Li Min, Pan XiaoYong, Zeng Tao, Zhang Yu-Hang, Feng Kaiyan, Chen Lei, Huang Tao, Cai Yu-Dong
School of Life Sciences, Shanghai University, Shanghai 200444, China.
Institute of Image Processing and Pattern Recognition, Shanghai Jiao Tong University, and Key Laboratory of System Control and Information Processing, Ministry of Education of China, 200240 Shanghai, China.
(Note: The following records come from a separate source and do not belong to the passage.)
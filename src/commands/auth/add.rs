use anyhow::Result;
use log::info;

use crate::cli::commands::auth::AddArgs;
use crate::config::Config;
use crate::ui::{prompt_overwrite_confirmation, prompt_profile, text_input};

pub async fn add_command(args: AddArgs) -> Result<()> {
    let mut config = Config::load()?;

    let name = match args.name {
        Some(name) => name,
        None => text_input("Profile name (e.g. 'prod', 'test')", None)?,
    };

    if config.profiles.contains_key(&name) && !prompt_overwrite_confirmation(&name)? {
        println!("Nothing saved.");
        return Ok(());
    }

    let profile = prompt_profile(
        args.service_url,
        args.partner_id,
        args.admin_secret,
        args.user_id,
    )?;

    info!("Saving profile '{}' (partner {})", name, profile.partner_id);
    config.add_profile(name.clone(), profile);
    config.save()?;

    println!("✓ Profile '{}' saved", name);
    if config.current_profile.as_deref() == Some(name.as_str()) {
        println!("  It is now the current profile.");
    }
    Ok(())
}
//! Clone a channel's playlists into another channel.
//!
//! A channel's playlists are recorded as a comma-delimited ID list in a
//! `<Detail><Key>channelPlaylistsIds</Key>...` node of the category's
//! custom-metadata XML document.

use anyhow::{bail, Context, Result};
use log::info;
use std::borrow::Cow;

use crate::api::filters::METADATA_OBJECT_TYPE_CATEGORY;
use crate::api::PlatformClient;
use crate::cli::commands::playlists::DuplicateArgs;
use crate::config::Config;
use crate::report::{csv_path, now_stamp, reports_dir, write_csv};

const PLAYLISTS_KEY: &str = "channelPlaylistsIds";

/// Some deployments store the metadata XML URL-encoded.
fn maybe_decode(xml: &str) -> Cow<'_, str> {
    if xml.contains('%') && !xml.contains('<') {
        match urlencoding::decode(xml) {
            Ok(decoded) => Cow::Owned(decoded.into_owned()),
            Err(_) => Cow::Borrowed(xml),
        }
    } else {
        Cow::Borrowed(xml)
    }
}

/// Every `<Detail>` Key/Value pair of the document, in order.
fn detail_pairs(xml: &str) -> Result<(String, Vec<(String, String)>)> {
    let decoded = maybe_decode(xml);
    let doc = roxmltree::Document::parse(&decoded).context("Invalid metadata XML")?;
    let root = doc.root_element();
    let root_tag = root.tag_name().name().to_string();

    let mut pairs = Vec::new();
    for detail in root.children().filter(|n| n.has_tag_name("Detail")) {
        let key = detail
            .children()
            .find(|n| n.has_tag_name("Key"))
            .and_then(|n| n.text())
            .unwrap_or_default()
            .to_string();
        let value = detail
            .children()
            .find(|n| n.has_tag_name("Value"))
            .and_then(|n| n.text())
            .unwrap_or_default()
            .to_string();
        pairs.push((key, value));
    }
    Ok((root_tag, pairs))
}

/// Playlist IDs recorded in the document, empty when the key is absent.
pub fn extract_playlist_ids(xml: &str) -> Result<Vec<String>> {
    let (_, pairs) = detail_pairs(xml)?;
    Ok(pairs
        .iter()
        .find(|(key, _)| key == PLAYLISTS_KEY)
        .map(|(_, value)| {
            value
                .split(',')
                .map(str::trim)
                .filter(|v| !v.is_empty())
                .map(str::to_string)
                .collect()
        })
        .unwrap_or_default())
}

fn escape_xml(raw: &str) -> String {
    raw.replace('&', "&amp;")
        .replace('<', "&lt;")
        .replace('>', "&gt;")
}

/// Merge playlist IDs into the document, preserving every other Detail
/// pair and the existing ID order. Creates the node when missing.
pub fn merge_playlist_ids(xml: &str, new_ids: &[String]) -> Result<String> {
    let (root_tag, mut pairs) = detail_pairs(xml)?;

    let merged_value = {
        let mut ids = pairs
            .iter()
            .find(|(key, _)| key == PLAYLISTS_KEY)
            .map(|(_, value)| {
                value
                    .split(',')
                    .map(str::trim)
                    .filter(|v| !v.is_empty())
                    .map(str::to_string)
                    .collect::<Vec<_>>()
            })
            .unwrap_or_default();
        for id in new_ids {
            if !ids.iter().any(|existing| existing == id) {
                ids.push(id.clone());
            }
        }
        ids.join(",")
    };

    match pairs.iter_mut().find(|(key, _)| key == PLAYLISTS_KEY) {
        Some((_, value)) => *value = merged_value,
        None => pairs.push((PLAYLISTS_KEY.to_string(), merged_value)),
    }

    let mut out = format!("<{}>", root_tag);
    for (key, value) in &pairs {
        out.push_str("<Detail><Key>");
        out.push_str(&escape_xml(key));
        out.push_str("</Key><Value>");
        out.push_str(&escape_xml(value));
        out.push_str("</Value></Detail>");
    }
    out.push_str(&format!("</{}>", root_tag));
    Ok(out)
}

pub async fn duplicate_command(
    config: &Config,
    profile: Option<&str>,
    args: DuplicateArgs,
) -> Result<()> {
    let metadata_profile_id = args
        .metadata_profile_id
        .or(config.channels.metadata_profile_id)
        .context(
            "No metadata profile configured; pass --metadata-profile-id or set channels.metadata_profile_id",
        )?;

    let profile = config.resolve_profile(profile)?;
    let client = PlatformClient::connect(&profile).await?;

    let source_category = client.categories().get(args.source_category).await?;
    let source_metadata = client
        .metadata()
        .for_object(
            metadata_profile_id,
            METADATA_OBJECT_TYPE_CATEGORY,
            &args.source_category.to_string(),
        )
        .await?
        .context("No metadata found for source category")?;

    let playlist_ids = extract_playlist_ids(&source_metadata.xml)?;
    println!("{} playlists found.", playlist_ids.len());
    if playlist_ids.is_empty() {
        return Ok(());
    }

    let mut cloned_pairs = Vec::new();
    for playlist_id in &playlist_ids {
        println!("Duplicating {}...", playlist_id);
        let clone = client.playlists().clone_playlist(playlist_id).await?;
        let original = client.playlists().get(playlist_id).await?;
        info!("Cloned playlist {} -> {}", playlist_id, clone.id);
        cloned_pairs.push((original.name, playlist_id.clone(), clone.id));
    }

    let dest_category = client.categories().get(args.dest_category).await?;
    let dest_metadata = client
        .metadata()
        .for_object(
            metadata_profile_id,
            METADATA_OBJECT_TYPE_CATEGORY,
            &args.dest_category.to_string(),
        )
        .await?
        .context("No metadata found for destination category")?;

    let new_ids: Vec<String> = cloned_pairs.iter().map(|(_, _, id)| id.clone()).collect();
    let updated_xml = merge_playlist_ids(&dest_metadata.xml, &new_ids)?;
    client.metadata().update(dest_metadata.id, &updated_xml).await?;

    let rows: Vec<Vec<String>> = cloned_pairs
        .iter()
        .map(|(name, old_id, new_id)| {
            vec![
                name.clone(),
                args.source_category.to_string(),
                source_category.name.clone(),
                old_id.clone(),
                args.dest_category.to_string(),
                dest_category.name.clone(),
                new_id.clone(),
            ]
        })
        .collect();

    let dir = reports_dir(&config.settings.reports_dir)?;
    let path = write_csv(
        csv_path(&dir, &now_stamp(), "duplicate-playlists"),
        &[
            "playlist_name",
            "source_category_id",
            "source_category_name",
            "source_playlist_id",
            "destination_category_id",
            "destination_category_name",
            "destination_playlist_id",
        ],
        rows,
    )?;

    println!(
        "{} playlists added to category {} ({}).",
        cloned_pairs.len(),
        dest_category.name,
        args.dest_category
    );
    println!("Results saved to {:?}.", path);
    Ok(())
}

#[cfg(test)]
mod tests {
    use super::*;

    const XML: &str = "<metadata>\
        <Detail><Key>channelPlaylistsIds</Key><Value>1_a,1_b</Value></Detail>\
        <Detail><Key>other</Key><Value>keep me</Value></Detail>\
        </metadata>";

    #[test]
    fn test_extract_playlist_ids() {
        assert_eq!(extract_playlist_ids(XML).unwrap(), vec!["1_a", "1_b"]);
        assert!(extract_playlist_ids("<metadata/>").unwrap().is_empty());
    }

    #[test]
    fn test_extract_from_urlencoded_document() {
        let encoded = urlencoding::encode(XML).into_owned();
        assert_eq!(extract_playlist_ids(&encoded).unwrap(), vec!["1_a", "1_b"]);
    }

    #[test]
    fn test_merge_appends_without_duplicates() {
        let merged =
            merge_playlist_ids(XML, &["1_b".to_string(), "1_c".to_string()]).unwrap();
        assert_eq!(
            extract_playlist_ids(&merged).unwrap(),
            vec!["1_a", "1_b", "1_c"]
        );
        // Unrelated pairs survive the rewrite
        assert!(merged.contains("<Key>other</Key><Value>keep me</Value>"));
    }

    #[test]
    fn test_merge_creates_missing_node() {
        let merged = merge_playlist_ids(
            "<metadata><Detail><Key>other</Key><Value>x</Value></Detail></metadata>",
            &["1_z".to_string()],
        )
        .unwrap();
        assert_eq!(extract_playlist_ids(&merged).unwrap(), vec!["1_z"]);
    }
}
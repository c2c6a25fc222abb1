use clap::{Args, Subcommand};

#[derive(Args)]
pub struct CategoryCommands {
    #[command(subcommand)]
    pub command: CategorySubcommands,
}

#[derive(Subcommand)]
pub enum CategorySubcommands {
    /// Report every category a user belongs to, with roles
    Affiliations(AffiliationsArgs),
    /// Unpublish and republish an entry in a category
    Republish(RepublishArgs),
}

#[derive(Args)]
pub struct AffiliationsArgs {
    /// Comma-delimited user IDs
    #[arg(long, value_name = "USERS")]
    pub user_ids: String,

    /// Write one CSV per user instead of a single aggregate CSV
    #[arg(long)]
    pub per_user: bool,
}

#[derive(Args)]
pub struct RepublishArgs {
    /// Entry to republish
    #[arg(long, value_name = "ID")]
    pub entry_id: String,

    /// Category ID to republish into
    #[arg(long, value_name = "ID", conflicts_with = "channel_name")]
    pub category_id: Option<i64>,

    /// Channel name resolved under the configured fullName prefix
    #[arg(long)]
    pub channel_name: Option<String>,
}
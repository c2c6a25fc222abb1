//! Thin wrappers over the remote services, one accessor per service
//! family. Each call site reads like the vendor API:
//! `client.media().get("0_abc")`.

pub mod assets;
pub mod category;
pub mod cuepoint;
pub mod media;
pub mod metadata;
pub mod misc;

pub use assets::{
    pick_source_flavor, AttachmentService, CaptionService, FlavorService, SourceReason,
    ThumbService,
};
pub use category::{CategoryEntryService, CategoryService, CategoryUserService};
pub use cuepoint::CuePointService;
pub use media::MediaService;
pub use metadata::MetadataService;
pub use misc::{AuditTrailService, PlaylistService, UserEntryService};

use super::client::PlatformClient;

impl PlatformClient {
    pub fn media(&self) -> MediaService<'_> {
        MediaService { client: self }
    }

    pub fn cue_points(&self) -> CuePointService<'_> {
        CuePointService { client: self }
    }

    pub fn captions(&self) -> CaptionService<'_> {
        CaptionService { client: self }
    }

    pub fn flavors(&self) -> FlavorService<'_> {
        FlavorService { client: self }
    }

    pub fn thumbs(&self) -> ThumbService<'_> {
        ThumbService { client: self }
    }

    pub fn attachments(&self) -> AttachmentService<'_> {
        AttachmentService { client: self }
    }

    pub fn categories(&self) -> CategoryService<'_> {
        CategoryService { client: self }
    }

    pub fn category_entries(&self) -> CategoryEntryService<'_> {
        CategoryEntryService { client: self }
    }

    pub fn category_users(&self) -> CategoryUserService<'_> {
        CategoryUserService { client: self }
    }

    pub fn playlists(&self) -> PlaylistService<'_> {
        PlaylistService { client: self }
    }

    pub fn metadata(&self) -> MetadataService<'_> {
        MetadataService { client: self }
    }

    pub fn user_entries(&self) -> UserEntryService<'_> {
        UserEntryService { client: self }
    }

    pub fn audit_trail(&self) -> AuditTrailService<'_> {
        AuditTrailService { client: self }
    }
}
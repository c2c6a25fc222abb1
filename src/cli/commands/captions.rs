use clap::{Args, Subcommand};
use std::path::PathBuf;

use super::SelectorArgs;

#[derive(Args)]
pub struct CaptionCommands {
    #[command(subcommand)]
    pub command: CaptionSubcommands,
}

#[derive(Subcommand)]
pub enum CaptionSubcommands {
    /// Download caption files, optionally with plain-text transcripts
    Download(DownloadArgs),
    /// Show or hide captions matching a label on the player
    SetVisibility(SetVisibilityArgs),
}

#[derive(Args)]
pub struct DownloadArgs {
    #[command(flatten)]
    pub selector: SelectorArgs,

    /// Destination folder
    #[arg(long, default_value = "captions_download")]
    pub folder: PathBuf,

    /// Also write a .txt transcript next to each caption file
    #[arg(long)]
    pub transcripts: bool,

    /// Leave the caption label out of filenames
    #[arg(long)]
    pub no_label_in_filenames: bool,

    /// Also process child (multi-stream) entries
    #[arg(long)]
    pub include_children: bool,
}

#[derive(Args)]
pub struct SetVisibilityArgs {
    #[command(flatten)]
    pub selector: SelectorArgs,

    /// Caption label to match (defaults to the configured auto-generated label)
    #[arg(long)]
    pub label: Option<String>,

    /// Make matching captions visible instead of hiding them
    #[arg(long)]
    pub show: bool,

    /// Skip the confirmation prompt
    #[arg(long)]
    pub yes: bool,
}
Biomed Res Int. 2020 Jun 15;2020:6384120. doi: 10.1155/2020/6384120. eCollection 2020.
Among various risk factors for the initiation and progression of cancer, alternative polyadenylation (APA) is a remarkable endogenous contributor that directly triggers the malignant phenotype of cancer cells. APA affects biological processes at a transcriptional level in various ways. As such, APA can be involved in tumorigenesis through gene expression, protein subcellular localization, or transcription splicing pattern. The APA sites and status of different cancer types may have diverse modification patterns and regulatory mechanisms on transcripts. Potential APA sites were screened by applying several machine learning algorithms on a TCGA-APA dataset. First, a powerful feature selection method, minimum redundancy maximum relevancy, was applied on the dataset, resulting in a feature list. Then, the feature list was fed into the incremental feature selection, which incorporated the support vector machine as the classification algorithm, to extract key APA features and build a classifier. The classifier can classify cancer patients into cancer types with perfect performance. The key APA-modified genes had a potential prognosis ability because of their significant power in the survival analysis of TCGA pan-cancer data.
在癌症发生和发展的各种风险因素中,可变聚腺苷酸化(APA)是一个显著的内源性因素,它直接引发癌细胞的恶性表型。APA以多种方式在转录水平上影响生物学过程。因此,APA可通过基因表达、蛋白质亚细胞定位或转录剪接模式参与肿瘤发生。不同癌症类型的APA位点和状态可能对转录本有不同的修饰模式和调控机制。通过在TCGA-APA数据集中应用几种机器学习算法筛选潜在的APA位点。首先,对数据集应用一种强大的特征选择方法——最小冗余最大相关性,得到一个特征列表。然后,将该特征列表输入到增量特征选择中,该方法将支持向量机作为分类算法,以提取关键的APA特征并构建一个分类器。该分类器能够以完美的性能将癌症患者分类到不同的癌症类型中。关键的APA修饰基因因其在TCGA泛癌数据生存分析中的显著能力而具有潜在的预后能力。